YOUR ASSIGNMENT:
An exact transcription of all the entries below is required.

....................

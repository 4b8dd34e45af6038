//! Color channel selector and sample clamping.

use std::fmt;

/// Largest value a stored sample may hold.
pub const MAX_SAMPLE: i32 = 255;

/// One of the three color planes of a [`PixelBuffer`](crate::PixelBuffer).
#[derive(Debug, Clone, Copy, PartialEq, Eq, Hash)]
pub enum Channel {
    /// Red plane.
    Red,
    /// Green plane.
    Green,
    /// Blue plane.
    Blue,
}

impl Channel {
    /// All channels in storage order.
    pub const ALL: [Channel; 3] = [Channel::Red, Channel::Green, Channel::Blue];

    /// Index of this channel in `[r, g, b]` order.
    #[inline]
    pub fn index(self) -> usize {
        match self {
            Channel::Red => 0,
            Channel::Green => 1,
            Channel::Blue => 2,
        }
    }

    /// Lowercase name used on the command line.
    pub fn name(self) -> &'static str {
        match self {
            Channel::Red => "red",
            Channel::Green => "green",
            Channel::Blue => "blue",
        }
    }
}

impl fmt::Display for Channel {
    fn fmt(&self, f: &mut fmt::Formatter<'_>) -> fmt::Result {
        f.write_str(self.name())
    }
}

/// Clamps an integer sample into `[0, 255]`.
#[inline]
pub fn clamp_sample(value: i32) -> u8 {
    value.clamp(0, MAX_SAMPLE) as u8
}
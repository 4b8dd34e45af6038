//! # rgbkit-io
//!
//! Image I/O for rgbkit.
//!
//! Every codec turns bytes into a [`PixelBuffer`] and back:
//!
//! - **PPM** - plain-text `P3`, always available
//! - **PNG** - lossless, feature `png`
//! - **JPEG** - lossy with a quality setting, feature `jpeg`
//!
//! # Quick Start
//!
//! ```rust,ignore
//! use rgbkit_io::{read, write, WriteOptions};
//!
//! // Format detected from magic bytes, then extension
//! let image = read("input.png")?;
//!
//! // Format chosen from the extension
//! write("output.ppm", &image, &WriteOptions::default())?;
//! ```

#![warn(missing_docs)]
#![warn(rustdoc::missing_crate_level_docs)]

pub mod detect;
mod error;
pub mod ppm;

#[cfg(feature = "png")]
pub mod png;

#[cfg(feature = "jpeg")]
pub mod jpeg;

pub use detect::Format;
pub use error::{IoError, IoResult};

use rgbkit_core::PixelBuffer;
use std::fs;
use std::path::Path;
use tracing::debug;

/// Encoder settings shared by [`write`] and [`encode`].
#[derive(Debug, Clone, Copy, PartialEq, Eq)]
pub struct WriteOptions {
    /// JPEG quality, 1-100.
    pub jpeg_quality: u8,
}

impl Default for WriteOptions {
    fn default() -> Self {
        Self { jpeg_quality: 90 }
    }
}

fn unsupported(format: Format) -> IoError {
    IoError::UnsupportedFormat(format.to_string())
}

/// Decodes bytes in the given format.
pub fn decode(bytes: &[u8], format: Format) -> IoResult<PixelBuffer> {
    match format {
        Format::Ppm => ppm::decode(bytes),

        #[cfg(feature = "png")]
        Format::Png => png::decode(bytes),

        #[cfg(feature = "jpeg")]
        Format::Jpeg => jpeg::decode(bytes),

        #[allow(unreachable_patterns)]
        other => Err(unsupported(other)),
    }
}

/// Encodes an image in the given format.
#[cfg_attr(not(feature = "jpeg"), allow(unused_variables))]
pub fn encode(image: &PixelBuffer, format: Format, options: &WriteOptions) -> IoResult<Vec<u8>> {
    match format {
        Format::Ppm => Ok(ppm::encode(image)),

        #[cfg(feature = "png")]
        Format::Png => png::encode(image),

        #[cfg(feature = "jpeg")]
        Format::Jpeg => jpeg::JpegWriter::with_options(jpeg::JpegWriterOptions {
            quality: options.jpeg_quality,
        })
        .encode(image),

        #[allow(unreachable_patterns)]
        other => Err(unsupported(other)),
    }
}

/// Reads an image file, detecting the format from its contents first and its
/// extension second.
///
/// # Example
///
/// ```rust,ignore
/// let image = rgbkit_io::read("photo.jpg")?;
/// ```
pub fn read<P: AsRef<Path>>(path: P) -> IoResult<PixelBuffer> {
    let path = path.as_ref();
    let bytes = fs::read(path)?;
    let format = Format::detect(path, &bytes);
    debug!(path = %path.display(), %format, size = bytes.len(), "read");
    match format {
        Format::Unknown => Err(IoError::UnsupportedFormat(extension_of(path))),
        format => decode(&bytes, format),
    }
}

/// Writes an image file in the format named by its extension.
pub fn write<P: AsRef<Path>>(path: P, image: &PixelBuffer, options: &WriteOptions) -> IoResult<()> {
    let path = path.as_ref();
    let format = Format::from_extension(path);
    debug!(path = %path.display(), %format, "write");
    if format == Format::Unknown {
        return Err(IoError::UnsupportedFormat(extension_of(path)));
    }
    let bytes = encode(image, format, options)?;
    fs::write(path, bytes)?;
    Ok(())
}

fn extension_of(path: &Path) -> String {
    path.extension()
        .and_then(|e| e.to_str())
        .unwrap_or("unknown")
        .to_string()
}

....................

REPLY:
repository 4b8dd34e45af6038
//! Color channel selector and sample clamping.

use std::fmt;

/// Largest value a stored sample may hold.
pub const MAX_SAMPLE: i32 = 255;

/// One of the three color planes of a [`PixelBuffer`](crate::PixelBuffer).
#[derive(Debug, Clone, Copy, PartialEq, Eq, Hash)]
pub enum Channel {
    /// Red plane.
    Red,
    /// Green plane.
    Green,
    /// Blue plane.
    Blue,
}

impl Channel {
    /// All channels in storage order.
    pub const ALL: [Channel; 3] = [Channel::Red, Channel::Green, Channel::Blue];

    /// Index of this channel in `[r, g, b]` order.
    #[inline]
    pub fn index(self) -> usize {
        match self {
            Channel::Red => 0,
            Channel::Green => 1,
            Channel::Blue => 2,
        }
    }

    /// Lowercase name used on the command line.
    pub fn name(self) -> &'static str {
        match self {
            Channel::Red => "red",
            Channel::Green => "green",
            Channel::Blue => "blue",
        }
    }
}

impl fmt::Display for Channel {
    fn fmt(&self, f: &mut fmt::Formatter<'_>) -> fmt::Result {
        f.write_str(self.name())
    }
}

/// Clamps an integer sample into `[0, 255]`.
#[inline]
pub fn clamp_sample(value: i32) -> u8 {
    value.clamp(0, MAX_SAMPLE) as u8
}
repository 4b8dd34e45af6038
//! # rgbkit-io
//!
//! Image I/O for rgbkit.
//!
//! Every codec turns bytes into a [`PixelBuffer`] and back:
//!
//! - **PPM** - plain-text `P3`, always available
//! - **PNG** - lossless, feature `png`
//! - **JPEG** - lossy with a quality setting, feature `jpeg`
//!
//! # Quick Start
//!
//! ```rust,ignore
//! use rgbkit_io::{read, write, WriteOptions};
//!
//! // Format detected from magic bytes, then extension
//! let image = read("input.png")?;
//!
//! // Format chosen from the extension
//! write("output.ppm", &image, &WriteOptions::default())?;
//! ```

#![warn(missing_docs)]
#![warn(rustdoc::missing_crate_level_docs)]

pub mod detect;
mod error;
pub mod ppm;

#[cfg(feature = "png")]
pub mod png;

#[cfg(feature = "jpeg")]
pub mod jpeg;

pub use detect::Format;
pub use error::{IoError, IoResult};

use rgbkit_core::PixelBuffer;
use std::fs;
use std::path::Path;
use tracing::debug;

/// Encoder settings shared by [`write`] and [`encode`].
#[derive(Debug, Clone, Copy, PartialEq, Eq)]
pub struct WriteOptions {
    /// JPEG quality, 1-100.
    pub jpeg_quality: u8,
}

impl Default for WriteOptions {
    fn default() -> Self {
        Self { jpeg_quality: 90 }
    }
}

fn unsupported(format: Format) -> IoError {
    IoError::UnsupportedFormat(format.to_string())
}

/// Decodes bytes in the given format.
pub fn decode(bytes: &[u8], format: Format) -> IoResult<PixelBuffer> {
    match format {
        Format::Ppm => ppm::decode(bytes),

        #[cfg(feature = "png")]
        Format::Png => png::decode(bytes),

        #[cfg(feature = "jpeg")]
        Format::Jpeg => jpeg::decode(bytes),

        #[allow(unreachable_patterns)]
        other => Err(unsupported(other)),
    }
}

/// Encodes an image in the given format.
#[cfg_attr(not(feature = "jpeg"), allow(unused_variables))]
pub fn encode(image: &PixelBuffer, format: Format, options: &WriteOptions) -> IoResult<Vec<u8>> {
    match format {
        Format::Ppm => Ok(ppm::encode(image)),

        #[cfg(feature = "png")]
        Format::Png => png::encode(image),

        #[cfg(feature = "jpeg")]
        Format::Jpeg => jpeg::JpegWriter::with_options(jpeg::JpegWriterOptions {
            quality: options.jpeg_quality,
        })
        .encode(image),

        #[allow(unreachable_patterns)]
        other => Err(unsupported(other)),
    }
}

/// Reads an image file, detecting the format from its contents first and its
/// extension second.
///
/// # Example
///
/// ```rust,ignore
/// let image = rgbkit_io::read("photo.jpg")?;
/// ```
pub fn read<P: AsRef<Path>>(path: P) -> IoResult<PixelBuffer> {
    let path = path.as_ref();
    let bytes = fs::read(path)?;
    let format = Format::detect(path, &bytes);
    debug!(path = %path.display(), %format, size = bytes.len(), "read");
    match format {
        Format::Unknown => Err(IoError::UnsupportedFormat(extension_of(path))),
        format => decode(&bytes, format),
    }
}

/// Writes an image file in the format named by its extension.
pub fn write<P: AsRef<Path>>(path: P, image: &PixelBuffer, options: &WriteOptions) -> IoResult<()> {
    let path = path.as_ref();
    let format = Format::from_extension(path);
    debug!(path = %path.display(), %format, "write");
    if format == Format::Unknown {
        return Err(IoError::UnsupportedFormat(extension_of(path)));
    }
    let bytes = encode(image, format, options)?;
    fs::write(path, bytes)?;
    Ok(())
}

fn extension_of(path: &Path) -> String {
    path.extension()
        .and_then(|e| e.to_str())
        .unwrap_or("unknown")
        .to_string()
}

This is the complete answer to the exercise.